*Task prompt:*
Search the entries for the word "PayrollBreakdown". Copy each line in which it is found.

Extracted records
####################
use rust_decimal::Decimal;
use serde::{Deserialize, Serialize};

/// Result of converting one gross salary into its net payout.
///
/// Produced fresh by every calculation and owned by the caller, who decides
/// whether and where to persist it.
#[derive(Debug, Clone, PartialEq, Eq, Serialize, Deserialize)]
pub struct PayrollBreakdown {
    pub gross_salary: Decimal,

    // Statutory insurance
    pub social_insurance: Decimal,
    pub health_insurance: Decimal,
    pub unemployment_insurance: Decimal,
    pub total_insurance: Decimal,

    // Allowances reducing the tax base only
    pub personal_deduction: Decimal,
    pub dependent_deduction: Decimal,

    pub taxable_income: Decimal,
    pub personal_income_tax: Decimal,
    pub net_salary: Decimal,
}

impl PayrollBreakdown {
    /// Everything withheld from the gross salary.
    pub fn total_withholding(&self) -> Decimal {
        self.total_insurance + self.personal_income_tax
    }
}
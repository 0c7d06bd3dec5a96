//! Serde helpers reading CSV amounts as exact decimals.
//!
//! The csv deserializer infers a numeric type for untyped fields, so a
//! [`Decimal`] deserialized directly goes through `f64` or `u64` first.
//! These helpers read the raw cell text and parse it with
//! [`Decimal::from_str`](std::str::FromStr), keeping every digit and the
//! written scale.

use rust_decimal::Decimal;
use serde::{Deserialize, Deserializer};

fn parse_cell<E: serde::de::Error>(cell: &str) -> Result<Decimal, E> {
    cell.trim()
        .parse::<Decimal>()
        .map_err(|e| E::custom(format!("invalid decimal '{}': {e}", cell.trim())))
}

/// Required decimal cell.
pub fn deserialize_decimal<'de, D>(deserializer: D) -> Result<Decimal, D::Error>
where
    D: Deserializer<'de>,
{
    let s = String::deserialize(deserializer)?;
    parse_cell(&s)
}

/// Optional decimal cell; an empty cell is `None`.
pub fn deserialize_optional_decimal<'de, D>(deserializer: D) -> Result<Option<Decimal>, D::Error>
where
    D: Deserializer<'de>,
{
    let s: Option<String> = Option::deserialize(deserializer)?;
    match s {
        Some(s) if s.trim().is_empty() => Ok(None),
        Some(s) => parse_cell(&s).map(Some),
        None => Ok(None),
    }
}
####################
*Result:*
pub struct PayrollBreakdown {
impl PayrollBreakdown {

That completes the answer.